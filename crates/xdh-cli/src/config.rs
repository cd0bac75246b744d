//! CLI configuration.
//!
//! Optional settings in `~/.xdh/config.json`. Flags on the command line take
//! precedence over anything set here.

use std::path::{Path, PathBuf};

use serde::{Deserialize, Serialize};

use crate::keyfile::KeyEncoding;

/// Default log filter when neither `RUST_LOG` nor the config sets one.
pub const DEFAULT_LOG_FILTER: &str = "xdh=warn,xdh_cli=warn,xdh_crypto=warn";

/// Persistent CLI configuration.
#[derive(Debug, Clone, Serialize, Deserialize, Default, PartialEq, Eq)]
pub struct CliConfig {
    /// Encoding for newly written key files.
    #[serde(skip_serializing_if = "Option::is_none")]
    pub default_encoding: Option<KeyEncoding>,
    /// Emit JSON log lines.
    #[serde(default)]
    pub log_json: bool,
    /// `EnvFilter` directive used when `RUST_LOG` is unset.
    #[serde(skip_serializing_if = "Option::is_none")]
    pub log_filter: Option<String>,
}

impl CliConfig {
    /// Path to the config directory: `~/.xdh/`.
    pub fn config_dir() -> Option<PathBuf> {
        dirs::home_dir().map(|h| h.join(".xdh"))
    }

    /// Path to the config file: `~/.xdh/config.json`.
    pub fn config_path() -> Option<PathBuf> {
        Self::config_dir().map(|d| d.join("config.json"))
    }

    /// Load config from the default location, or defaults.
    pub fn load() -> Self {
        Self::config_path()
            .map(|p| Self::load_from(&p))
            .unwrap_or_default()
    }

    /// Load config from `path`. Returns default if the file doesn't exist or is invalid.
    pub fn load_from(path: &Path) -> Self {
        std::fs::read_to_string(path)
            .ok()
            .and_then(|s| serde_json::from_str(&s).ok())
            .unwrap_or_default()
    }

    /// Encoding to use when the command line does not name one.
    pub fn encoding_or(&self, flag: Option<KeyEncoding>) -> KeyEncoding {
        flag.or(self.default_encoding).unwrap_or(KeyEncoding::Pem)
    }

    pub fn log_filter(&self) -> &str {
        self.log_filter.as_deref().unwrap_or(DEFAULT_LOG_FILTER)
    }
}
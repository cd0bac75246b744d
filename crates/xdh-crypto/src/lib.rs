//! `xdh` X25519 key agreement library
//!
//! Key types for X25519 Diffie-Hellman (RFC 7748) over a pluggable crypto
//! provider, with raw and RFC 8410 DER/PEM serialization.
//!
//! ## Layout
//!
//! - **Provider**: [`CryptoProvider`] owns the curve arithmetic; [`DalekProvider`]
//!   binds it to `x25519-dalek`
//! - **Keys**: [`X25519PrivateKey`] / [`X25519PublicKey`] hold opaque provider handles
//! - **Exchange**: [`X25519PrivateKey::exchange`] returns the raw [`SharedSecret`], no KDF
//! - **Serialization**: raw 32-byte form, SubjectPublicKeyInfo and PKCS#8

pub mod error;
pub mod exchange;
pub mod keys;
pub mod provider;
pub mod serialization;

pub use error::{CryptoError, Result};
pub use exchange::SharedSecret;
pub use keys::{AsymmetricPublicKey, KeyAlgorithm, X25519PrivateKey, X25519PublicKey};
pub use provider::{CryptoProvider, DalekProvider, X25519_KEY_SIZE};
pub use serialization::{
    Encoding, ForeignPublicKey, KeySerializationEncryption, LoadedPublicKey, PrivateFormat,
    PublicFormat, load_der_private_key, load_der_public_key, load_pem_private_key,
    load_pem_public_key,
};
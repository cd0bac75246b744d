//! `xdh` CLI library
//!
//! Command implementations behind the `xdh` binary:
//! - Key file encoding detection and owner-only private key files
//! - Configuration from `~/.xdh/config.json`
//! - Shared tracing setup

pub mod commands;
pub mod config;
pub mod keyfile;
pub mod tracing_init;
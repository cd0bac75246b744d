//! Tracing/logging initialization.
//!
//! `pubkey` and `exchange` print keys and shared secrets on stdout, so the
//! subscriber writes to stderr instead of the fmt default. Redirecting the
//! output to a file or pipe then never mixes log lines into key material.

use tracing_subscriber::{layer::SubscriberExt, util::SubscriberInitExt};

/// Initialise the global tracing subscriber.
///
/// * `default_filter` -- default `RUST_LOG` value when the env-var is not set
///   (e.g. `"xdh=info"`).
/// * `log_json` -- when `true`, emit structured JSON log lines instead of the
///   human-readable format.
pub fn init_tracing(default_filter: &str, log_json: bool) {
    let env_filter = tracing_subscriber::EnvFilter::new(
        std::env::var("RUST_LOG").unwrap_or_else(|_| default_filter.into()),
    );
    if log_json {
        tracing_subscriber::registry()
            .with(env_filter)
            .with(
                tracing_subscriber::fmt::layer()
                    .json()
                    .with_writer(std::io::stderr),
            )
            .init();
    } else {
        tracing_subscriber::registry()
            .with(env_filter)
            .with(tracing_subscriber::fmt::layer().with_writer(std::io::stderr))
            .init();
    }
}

+++

What to work on - Restate each entry above word for word.

Task response -
filename crates/xdh-cli/src/config.rs
repository cd0bac75246b744d
//! CLI configuration.
//!
//! Optional settings in `~/.xdh/config.json`. Flags on the command line take
//! precedence over anything set here.

use std::path::{Path, PathBuf};

use serde::{Deserialize, Serialize};

use crate::keyfile::KeyEncoding;

/// Default log filter when neither `RUST_LOG` nor the config sets one.
pub const DEFAULT_LOG_FILTER: &str = "xdh=warn,xdh_cli=warn,xdh_crypto=warn";

/// Persistent CLI configuration.
#[derive(Debug, Clone, Serialize, Deserialize, Default, PartialEq, Eq)]
pub struct CliConfig {
    /// Encoding for newly written key files.
    #[serde(skip_serializing_if = "Option::is_none")]
    pub default_encoding: Option<KeyEncoding>,
    /// Emit JSON log lines.
    #[serde(default)]
    pub log_json: bool,
    /// `EnvFilter` directive used when `RUST_LOG` is unset.
    #[serde(skip_serializing_if = "Option::is_none")]
    pub log_filter: Option<String>,
}

impl CliConfig {
    /// Path to the config directory: `~/.xdh/`.
    pub fn config_dir() -> Option<PathBuf> {
        dirs::home_dir().map(|h| h.join(".xdh"))
    }

    /// Path to the config file: `~/.xdh/config.json`.
    pub fn config_path() -> Option<PathBuf> {
        Self::config_dir().map(|d| d.join("config.json"))
    }

    /// Load config from the default location, or defaults.
    pub fn load() -> Self {
        Self::config_path()
            .map(|p| Self::load_from(&p))
            .unwrap_or_default()
    }

    /// Load config from `path`. Returns default if the file doesn't exist or is invalid.
    pub fn load_from(path: &Path) -> Self {
        std::fs::read_to_string(path)
            .ok()
            .and_then(|s| serde_json::from_str(&s).ok())
            .unwrap_or_default()
    }

    /// Encoding to use when the command line does not name one.
    pub fn encoding_or(&self, flag: Option<KeyEncoding>) -> KeyEncoding {
        flag.or(self.default_encoding).unwrap_or(KeyEncoding::Pem)
    }

    pub fn log_filter(&self) -> &str {
        self.log_filter.as_deref().unwrap_or(DEFAULT_LOG_FILTER)
    }
}
repository cd0bac75246b744d
filename crates/xdh-crypto/src/lib.rs
//! `xdh` X25519 key agreement library
//!
//! Key types for X25519 Diffie-Hellman (RFC 7748) over a pluggable crypto
//! provider, with raw and RFC 8410 DER/PEM serialization.
//!
//! ## Layout
//!
//! - **Provider**: [`CryptoProvider`] owns the curve arithmetic; [`DalekProvider`]
//!   binds it to `x25519-dalek`
//! - **Keys**: [`X25519PrivateKey`] / [`X25519PublicKey`] hold opaque provider handles
//! - **Exchange**: [`X25519PrivateKey::exchange`] returns the raw [`SharedSecret`], no KDF
//! - **Serialization**: raw 32-byte form, SubjectPublicKeyInfo and PKCS#8

pub mod error;
pub mod exchange;
pub mod keys;
pub mod provider;
pub mod serialization;

pub use error::{CryptoError, Result};
pub use exchange::SharedSecret;
pub use keys::{AsymmetricPublicKey, KeyAlgorithm, X25519PrivateKey, X25519PublicKey};
pub use provider::{CryptoProvider, DalekProvider, X25519_KEY_SIZE};
pub use serialization::{
    Encoding, ForeignPublicKey, KeySerializationEncryption, LoadedPublicKey, PrivateFormat,
    PublicFormat, load_der_private_key, load_der_public_key, load_pem_private_key,
    load_pem_public_key,
};
repository cd0bac75246b744d
//! `xdh` CLI library
//!
//! Command implementations behind the `xdh` binary:
//! - Key file encoding detection and owner-only private key files
//! - Configuration from `~/.xdh/config.json`
//! - Shared tracing setup

pub mod commands;
pub mod config;
pub mod keyfile;
pub mod tracing_init;
repository cd0bac75246b744d
//! Tracing/logging initialization.
//!
//! `pubkey` and `exchange` print keys and shared secrets on stdout, so the
//! subscriber writes to stderr instead of the fmt default. Redirecting the
//! output to a file or pipe then never mixes log lines into key material.

use tracing_subscriber::{layer::SubscriberExt, util::SubscriberInitExt};

/// Initialise the global tracing subscriber.
///
/// * `default_filter` -- default `RUST_LOG` value when the env-var is not set
///   (e.g. `"xdh=info"`).
/// * `log_json` -- when `true`, emit structured JSON log lines instead of the
///   human-readable format.
pub fn init_tracing(default_filter: &str, log_json: bool) {
    let env_filter = tracing_subscriber::EnvFilter::new(
        std::env::var("RUST_LOG").unwrap_or_else(|_| default_filter.into()),
    );
    if log_json {
        tracing_subscriber::registry()
            .with(env_filter)
            .with(
                tracing_subscriber::fmt::layer()
                    .json()
                    .with_writer(std::io::stderr),
            )
            .init();
    } else {
        tracing_subscriber::registry()
            .with(env_filter)
            .with(tracing_subscriber::fmt::layer().with_writer(std::io::stderr))
            .init();
    }
}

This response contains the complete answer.